# [WORK TO BE COMPLETED]
Write out each line of the entries below that holds the word "density".

# [SOURCE MATERIAL]
:::
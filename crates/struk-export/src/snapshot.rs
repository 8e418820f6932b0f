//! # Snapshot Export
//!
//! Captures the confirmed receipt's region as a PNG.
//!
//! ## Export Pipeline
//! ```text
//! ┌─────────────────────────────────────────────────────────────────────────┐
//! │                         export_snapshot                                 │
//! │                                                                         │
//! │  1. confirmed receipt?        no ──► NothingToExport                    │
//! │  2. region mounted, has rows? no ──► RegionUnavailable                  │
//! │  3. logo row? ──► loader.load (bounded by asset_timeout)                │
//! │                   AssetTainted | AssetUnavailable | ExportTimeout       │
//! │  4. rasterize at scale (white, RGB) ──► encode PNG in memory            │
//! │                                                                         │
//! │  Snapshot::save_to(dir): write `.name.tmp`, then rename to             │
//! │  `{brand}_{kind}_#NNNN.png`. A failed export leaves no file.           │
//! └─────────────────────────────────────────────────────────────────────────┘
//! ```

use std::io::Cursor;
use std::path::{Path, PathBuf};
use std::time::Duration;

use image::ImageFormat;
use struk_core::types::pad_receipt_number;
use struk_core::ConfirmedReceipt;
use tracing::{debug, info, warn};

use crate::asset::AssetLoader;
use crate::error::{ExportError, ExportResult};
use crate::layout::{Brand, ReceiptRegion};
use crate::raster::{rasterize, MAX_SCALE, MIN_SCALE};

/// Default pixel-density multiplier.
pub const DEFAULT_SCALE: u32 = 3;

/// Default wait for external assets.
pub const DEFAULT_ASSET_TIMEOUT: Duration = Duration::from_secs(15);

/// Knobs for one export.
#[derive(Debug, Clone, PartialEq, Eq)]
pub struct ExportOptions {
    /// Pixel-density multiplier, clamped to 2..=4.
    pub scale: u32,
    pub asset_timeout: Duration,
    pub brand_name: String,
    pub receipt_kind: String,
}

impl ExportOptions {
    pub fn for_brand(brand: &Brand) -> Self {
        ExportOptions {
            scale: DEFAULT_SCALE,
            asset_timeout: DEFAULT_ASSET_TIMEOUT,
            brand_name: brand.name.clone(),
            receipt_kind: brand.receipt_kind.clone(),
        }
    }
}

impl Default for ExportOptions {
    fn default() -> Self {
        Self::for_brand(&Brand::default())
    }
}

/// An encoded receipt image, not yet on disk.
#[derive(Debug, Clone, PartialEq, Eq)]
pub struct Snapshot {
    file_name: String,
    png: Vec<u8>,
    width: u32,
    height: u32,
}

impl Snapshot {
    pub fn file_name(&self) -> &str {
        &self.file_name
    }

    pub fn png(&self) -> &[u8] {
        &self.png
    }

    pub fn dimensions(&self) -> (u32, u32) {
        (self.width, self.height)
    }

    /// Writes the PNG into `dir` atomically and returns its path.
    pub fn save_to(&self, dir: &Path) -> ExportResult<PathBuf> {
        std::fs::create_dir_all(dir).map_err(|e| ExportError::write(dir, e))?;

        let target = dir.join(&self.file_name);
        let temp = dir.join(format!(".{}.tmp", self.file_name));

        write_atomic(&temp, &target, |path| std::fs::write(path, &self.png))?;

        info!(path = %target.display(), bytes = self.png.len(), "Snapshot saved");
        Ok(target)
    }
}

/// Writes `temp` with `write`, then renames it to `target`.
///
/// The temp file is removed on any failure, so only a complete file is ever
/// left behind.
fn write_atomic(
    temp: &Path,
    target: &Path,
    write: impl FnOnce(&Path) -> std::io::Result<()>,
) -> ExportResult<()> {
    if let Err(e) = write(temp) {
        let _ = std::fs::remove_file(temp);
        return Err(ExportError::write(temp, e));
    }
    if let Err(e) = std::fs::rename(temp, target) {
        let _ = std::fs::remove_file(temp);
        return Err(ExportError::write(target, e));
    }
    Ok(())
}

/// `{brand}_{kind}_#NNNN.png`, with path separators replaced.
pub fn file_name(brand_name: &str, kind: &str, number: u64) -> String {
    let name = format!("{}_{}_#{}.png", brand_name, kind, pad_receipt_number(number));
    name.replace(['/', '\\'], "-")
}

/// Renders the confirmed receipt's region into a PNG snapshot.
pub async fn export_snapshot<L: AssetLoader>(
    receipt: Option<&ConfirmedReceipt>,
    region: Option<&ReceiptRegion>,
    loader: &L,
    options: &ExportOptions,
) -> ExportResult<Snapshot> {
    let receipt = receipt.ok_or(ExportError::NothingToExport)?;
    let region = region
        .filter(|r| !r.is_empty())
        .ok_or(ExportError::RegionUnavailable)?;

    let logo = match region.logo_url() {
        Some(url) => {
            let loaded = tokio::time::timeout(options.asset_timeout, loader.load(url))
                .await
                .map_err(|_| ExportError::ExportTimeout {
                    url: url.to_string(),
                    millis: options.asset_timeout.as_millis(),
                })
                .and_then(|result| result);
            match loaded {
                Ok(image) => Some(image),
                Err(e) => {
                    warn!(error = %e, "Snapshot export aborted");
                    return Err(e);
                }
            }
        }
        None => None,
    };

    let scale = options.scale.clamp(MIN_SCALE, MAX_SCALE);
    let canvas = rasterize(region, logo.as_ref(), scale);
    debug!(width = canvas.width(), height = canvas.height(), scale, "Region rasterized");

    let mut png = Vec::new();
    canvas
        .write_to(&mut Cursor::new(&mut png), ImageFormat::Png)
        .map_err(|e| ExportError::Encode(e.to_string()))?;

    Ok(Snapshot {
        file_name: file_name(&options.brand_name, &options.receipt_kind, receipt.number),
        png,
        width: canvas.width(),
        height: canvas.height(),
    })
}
:::
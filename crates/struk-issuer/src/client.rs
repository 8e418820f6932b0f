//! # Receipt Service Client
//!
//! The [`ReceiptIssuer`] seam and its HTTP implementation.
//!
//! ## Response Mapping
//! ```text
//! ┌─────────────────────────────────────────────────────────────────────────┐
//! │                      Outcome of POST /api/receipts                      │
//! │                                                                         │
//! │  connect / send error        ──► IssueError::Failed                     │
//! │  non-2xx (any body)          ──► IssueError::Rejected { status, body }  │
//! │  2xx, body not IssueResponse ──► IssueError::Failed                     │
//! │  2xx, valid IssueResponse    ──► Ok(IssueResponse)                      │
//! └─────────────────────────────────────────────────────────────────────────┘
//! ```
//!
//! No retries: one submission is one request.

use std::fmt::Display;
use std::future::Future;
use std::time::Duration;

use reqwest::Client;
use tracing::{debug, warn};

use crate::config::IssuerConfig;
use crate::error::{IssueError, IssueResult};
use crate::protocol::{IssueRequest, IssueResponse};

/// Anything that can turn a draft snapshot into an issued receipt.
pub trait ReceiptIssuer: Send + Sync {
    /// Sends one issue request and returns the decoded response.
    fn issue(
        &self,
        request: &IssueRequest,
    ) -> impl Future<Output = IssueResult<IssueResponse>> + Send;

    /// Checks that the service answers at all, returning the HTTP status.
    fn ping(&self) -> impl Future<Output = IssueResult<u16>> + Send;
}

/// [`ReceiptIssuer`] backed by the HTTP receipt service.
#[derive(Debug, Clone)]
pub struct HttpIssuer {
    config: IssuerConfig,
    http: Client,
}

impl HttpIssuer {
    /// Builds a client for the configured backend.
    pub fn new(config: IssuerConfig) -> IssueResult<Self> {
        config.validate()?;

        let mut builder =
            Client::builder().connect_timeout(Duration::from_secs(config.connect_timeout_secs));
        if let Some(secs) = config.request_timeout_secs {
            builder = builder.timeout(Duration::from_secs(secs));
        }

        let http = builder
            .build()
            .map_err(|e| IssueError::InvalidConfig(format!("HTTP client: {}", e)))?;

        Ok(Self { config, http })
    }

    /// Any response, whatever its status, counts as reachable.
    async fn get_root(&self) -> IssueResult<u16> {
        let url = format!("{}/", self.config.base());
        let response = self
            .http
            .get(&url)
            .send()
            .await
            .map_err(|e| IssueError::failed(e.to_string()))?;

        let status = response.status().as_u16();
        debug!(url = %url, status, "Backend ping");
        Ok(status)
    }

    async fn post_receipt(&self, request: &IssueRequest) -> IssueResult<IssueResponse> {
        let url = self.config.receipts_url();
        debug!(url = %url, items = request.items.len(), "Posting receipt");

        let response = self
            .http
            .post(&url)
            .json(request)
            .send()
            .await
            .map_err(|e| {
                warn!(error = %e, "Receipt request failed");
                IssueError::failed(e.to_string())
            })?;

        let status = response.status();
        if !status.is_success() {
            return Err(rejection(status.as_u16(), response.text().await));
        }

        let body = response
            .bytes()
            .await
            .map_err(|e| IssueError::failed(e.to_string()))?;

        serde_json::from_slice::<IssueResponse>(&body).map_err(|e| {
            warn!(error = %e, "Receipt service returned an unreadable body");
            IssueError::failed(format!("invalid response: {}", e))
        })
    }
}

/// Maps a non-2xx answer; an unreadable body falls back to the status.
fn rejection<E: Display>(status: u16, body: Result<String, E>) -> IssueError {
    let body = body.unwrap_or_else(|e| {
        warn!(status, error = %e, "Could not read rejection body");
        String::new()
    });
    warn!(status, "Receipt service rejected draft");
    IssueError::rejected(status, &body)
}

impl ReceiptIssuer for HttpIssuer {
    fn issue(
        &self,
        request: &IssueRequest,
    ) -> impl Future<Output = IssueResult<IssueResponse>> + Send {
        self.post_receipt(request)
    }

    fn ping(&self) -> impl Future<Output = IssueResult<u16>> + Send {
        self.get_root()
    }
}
:::
# [FINAL ANSWER]
/// Default pixel-density multiplier.
    /// Pixel-density multiplier, clamped to 2..=4.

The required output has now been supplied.